### Materials provided
use crate::Vec3;

/// A ray `P(t) = origin + t * direction` with a time tag.
///
/// The direction is not required to be unit length; intersection routines
/// work with whatever scale the caller provides. `time` is carried through
/// scattering and instancing but nothing consumes it yet.
#[derive(Debug, Copy, Clone, PartialEq)]
pub struct Ray {
    pub origin: Vec3,
    pub direction: Vec3,
    pub time: f32,
}

impl Ray {
    /// Create a new ray.
    #[inline]
    pub fn new(origin: Vec3, direction: Vec3, time: f32) -> Self {
        Self {
            origin,
            direction,
            time,
        }
    }

    /// Create a ray at time 0.
    #[inline]
    pub fn new_simple(origin: Vec3, direction: Vec3) -> Self {
        Self::new(origin, direction, 0.0)
    }

    #[inline]
    pub fn origin(&self) -> Vec3 {
        self.origin
    }

    #[inline]
    pub fn direction(&self) -> Vec3 {
        self.direction
    }

    #[inline]
    pub fn time(&self) -> f32 {
        self.time
    }

    /// Point along the ray at parameter t.
    #[inline]
    pub fn at(&self, t: f32) -> Vec3 {
        self.origin + t * self.direction
    }
}

impl Default for Ray {
    fn default() -> Self {
        Self::new_simple(Vec3::ZERO, Vec3::Z)
    }
}
#[cfg(test)]
mod tests {
    use super::*;
    use rand::rngs::StdRng;
    use rand::SeedableRng;

    #[test]
    fn test_image_height_derived_and_floored() {
        let config = CameraConfig::default().with_image(400, 2.0);
        assert_eq!(config.image_height(), 200);

        let config = CameraConfig::default().with_image(401, 2.0);
        assert_eq!(config.image_height(), 200);

        // Very wide images still get one row
        let config = CameraConfig::default().with_image(10, 100.0);
        assert_eq!(config.image_height(), 1);
    }

    #[test]
    fn test_camera_basis() {
        let camera = Camera::new(
            CameraConfig::default()
                .with_image(800, 2.0)
                .with_position(Vec3::ZERO, Vec3::new(0.0, 0.0, -1.0), Vec3::Y)
                .with_lens(90.0, 0.0, 1.0),
        )
        .unwrap();

        let (u, v, w) = camera.basis();
        assert!((u - Vec3::X).length() < 0.001);
        assert!((v - Vec3::Y).length() < 0.001);
        assert!((w - Vec3::Z).length() < 0.001);
        assert_eq!(camera.image_height(), 400);
    }

    #[test]
    fn test_centre_ray_points_at_target() {
        let camera = Camera::new(
            CameraConfig::default()
                .with_image(101, 1.0)
                .with_position(Vec3::ZERO, Vec3::new(0.0, 0.0, -1.0), Vec3::Y)
                .with_lens(90.0, 0.0, 1.0),
        )
        .unwrap();
        let mut rng = StdRng::seed_from_u64(42);

        let ray = camera.get_ray(50, 50, &mut rng);
        let dir = ray.direction().normalize();
        assert!(dir.z < -0.99);
        assert_eq!(ray.origin(), Vec3::ZERO);
    }

    #[test]
    fn test_corner_rays_diverge() {
        let camera = Camera::new(CameraConfig::default().with_image(100, 1.0)).unwrap();
        let mut rng = StdRng::seed_from_u64(1);

        let top_left = camera.get_ray(0, 0, &mut rng).direction();
        let bottom_right = camera.get_ray(99, 99, &mut rng).direction();
        assert!(top_left.x < 0.0 && top_left.y > 0.0);
        assert!(bottom_right.x > 0.0 && bottom_right.y < 0.0);
    }

    #[test]
    fn test_defocus_origins_stay_on_disk() {
        let focus_dist = 5.0;
        let defocus_angle = 10.0;
        let camera = Camera::new(
            CameraConfig::default().with_lens(40.0, defocus_angle, focus_dist),
        )
        .unwrap();
        let radius = focus_dist * (defocus_angle / 2.0_f32).to_radians().tan();
        let mut rng = StdRng::seed_from_u64(3);

        let mut moved = false;
        for _ in 0..100 {
            let ray = camera.get_ray(200, 200, &mut rng);
            let offset = ray.origin();
            assert!(offset.length() <= radius + 1e-5);
            assert!(offset.z.abs() < 1e-5);
            moved |= offset.length() > 1e-4;
        }
        assert!(moved);
    }

    #[test]
    fn test_background_selection() {
        let flat = Camera::new(CameraConfig::default().with_background(Color::new(0.1, 0.2, 0.3)))
            .unwrap();
        let up = Ray::new_simple(Vec3::ZERO, Vec3::Y);
        assert_eq!(flat.background(&up), Color::new(0.1, 0.2, 0.3));

        let sky = Camera::new(CameraConfig::default().with_sky_gradient(true)).unwrap();
        let down = Ray::new_simple(Vec3::ZERO, -Vec3::Y);
        assert!((sky.background(&up) - Color::new(0.5, 0.7, 1.0)).length() < 1e-5);
        assert!((sky.background(&down) - Color::ONE).length() < 1e-5);
    }

    #[test]
    fn test_validation() {
        let ok = CameraConfig::default();
        assert!(ok.validate().is_ok());
        assert!(ok.clone().with_quality(1, 0).validate().is_ok());

        assert!(matches!(
            ok.clone().with_image(0, 1.0).validate(),
            Err(ConfigError::InvalidImageWidth(0))
        ));
        assert!(matches!(
            ok.clone().with_image(10, f32::NAN).validate(),
            Err(ConfigError::InvalidAspectRatio(_))
        ));
        assert!(matches!(
            ok.clone().with_image(10, -1.0).validate(),
            Err(ConfigError::InvalidAspectRatio(_))
        ));
        assert!(matches!(
            ok.clone().with_quality(0, 5).validate(),
            Err(ConfigError::InvalidSamplesPerPixel(0))
        ));
        assert!(matches!(
            ok.clone().with_lens(180.0, 0.0, 1.0).validate(),
            Err(ConfigError::InvalidFieldOfView(_))
        ));
        assert!(matches!(
            ok.clone().with_lens(90.0, 0.0, 0.0).validate(),
            Err(ConfigError::InvalidFocusDistance(_))
        ));
        assert!(matches!(
            ok.clone().with_lens(90.0, -1.0, 1.0).validate(),
            Err(ConfigError::InvalidDefocusAngle(_))
        ));
        assert!(Camera::new(ok.clone().with_image(0, 1.0)).is_err());
    }

    #[test]
    fn test_degenerate_frames_rejected() {
        let ok = CameraConfig::default();

        let same_point = ok.clone().with_position(Vec3::ONE, Vec3::ONE, Vec3::Y);
        assert!(matches!(same_point.validate(), Err(ConfigError::DegenerateView)));
        assert!(Camera::new(same_point).is_err());

        let looking_up = ok.clone().with_position(Vec3::ZERO, Vec3::new(0.0, 5.0, 0.0), Vec3::Y);
        assert!(matches!(looking_up.validate(), Err(ConfigError::DegenerateUp)));

        let looking_down = ok.clone().with_position(Vec3::ZERO, Vec3::new(0.0, -2.0, 0.0), Vec3::Y);
        assert!(matches!(looking_down.validate(), Err(ConfigError::DegenerateUp)));

        let zero_up = ok.clone().with_position(Vec3::ZERO, Vec3::new(0.0, 0.0, -1.0), Vec3::ZERO);
        assert!(matches!(zero_up.validate(), Err(ConfigError::DegenerateUp)));

        // Tilted up vectors are fine
        let tilted = ok.with_position(Vec3::ZERO, Vec3::new(0.0, 0.0, -1.0), Vec3::new(0.3, 1.0, 0.2));
        assert!(tilted.validate().is_ok());
    }

    #[test]
    fn test_oversized_images_rejected() {
        let tall = CameraConfig::default().with_image(2, 1e-9);
        assert!(matches!(tall.validate(), Err(ConfigError::ImageTooLarge { .. })));
        assert!(Camera::new(tall).is_err());

        let wide = CameraConfig::default().with_image(u32::MAX, 1.0);
        assert!(matches!(wide.validate(), Err(ConfigError::ImageTooLarge { .. })));

        // Exactly at the limit is accepted
        let limit = CameraConfig::default().with_image(1 << 14, 1.0);
        assert!(limit.validate().is_ok());
    }
}
//! Perlin gradient noise.

use glint_math::Vec3;
use rand::seq::SliceRandom;
use rand::{Rng, RngCore};

const POINT_COUNT: usize = 256;

/// Octaves summed by [`Perlin::turb`].
pub const DEFAULT_TURBULENCE_DEPTH: u32 = 7;

/// Gradient noise field over 3-D space.
///
/// Random unit gradients live on a 256-entry lattice addressed through three
/// shuffled permutation tables, one per axis.
#[derive(Clone, Debug)]
pub struct Perlin {
    gradients: Vec<Vec3>,
    perm_x: Vec<usize>,
    perm_y: Vec<usize>,
    perm_z: Vec<usize>,
}

impl Perlin {
    /// Build a noise field from the given random source.
    pub fn new(rng: &mut dyn RngCore) -> Self {
        let gradients = (0..POINT_COUNT).map(|_| random_gradient(rng)).collect();

        Self {
            gradients,
            perm_x: generate_perm(rng),
            perm_y: generate_perm(rng),
            perm_z: generate_perm(rng),
        }
    }

    /// Smoothed noise value at `p`, roughly in [-1, 1].
    pub fn noise(&self, p: Vec3) -> f32 {
        let frac = p - p.floor();
        let i = p.x.floor() as i32;
        let j = p.y.floor() as i32;
        let k = p.z.floor() as i32;

        let mut c = [[[Vec3::ZERO; 2]; 2]; 2];
        for (di, plane) in c.iter_mut().enumerate() {
            for (dj, row) in plane.iter_mut().enumerate() {
                for (dk, cell) in row.iter_mut().enumerate() {
                    let index = self.perm_x[((i + di as i32) & 255) as usize]
                        ^ self.perm_y[((j + dj as i32) & 255) as usize]
                        ^ self.perm_z[((k + dk as i32) & 255) as usize];
                    *cell = self.gradients[index];
                }
            }
        }

        trilinear_interp(&c, frac)
    }

    /// Turbulence: sum of `depth` octaves of absolute noise.
    pub fn turb(&self, p: Vec3, depth: u32) -> f32 {
        let mut accum = 0.0;
        let mut temp_p = p;
        let mut weight = 1.0;

        for _ in 0..depth {
            accum += weight * self.noise(temp_p);
            weight *= 0.5;
            temp_p *= 2.0;
        }

        accum.abs()
    }
}

/// Hermite-smoothed trilinear blend of lattice gradients.
fn trilinear_interp(c: &[[[Vec3; 2]; 2]; 2], frac: Vec3) -> f32 {
    let smooth = frac * frac * (Vec3::splat(3.0) - 2.0 * frac);
    let mut accum = 0.0;

    for (i, plane) in c.iter().enumerate() {
        for (j, row) in plane.iter().enumerate() {
            for (k, gradient) in row.iter().enumerate() {
                let (fi, fj, fk) = (i as f32, j as f32, k as f32);
                let weight = frac - Vec3::new(fi, fj, fk);
                accum += (fi * smooth.x + (1.0 - fi) * (1.0 - smooth.x))
                    * (fj * smooth.y + (1.0 - fj) * (1.0 - smooth.y))
                    * (fk * smooth.z + (1.0 - fk) * (1.0 - smooth.z))
                    * gradient.dot(weight);
            }
        }
    }

    accum
}

fn generate_perm(rng: &mut dyn RngCore) -> Vec<usize> {
    let mut perm: Vec<usize> = (0..POINT_COUNT).collect();
    perm.shuffle(rng);
    perm
}

fn random_gradient(rng: &mut dyn RngCore) -> Vec3 {
    loop {
        let v = Vec3::new(
            rng.gen_range(-1.0..1.0),
            rng.gen_range(-1.0..1.0),
            rng.gen_range(-1.0..1.0),
        );
        if v.length_squared() > 1e-6 {
            return v.normalize();
        }
    }
}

### Directions
The reply should be nothing but the number of lines in the listing above that include "collect".

### Solution for this task
2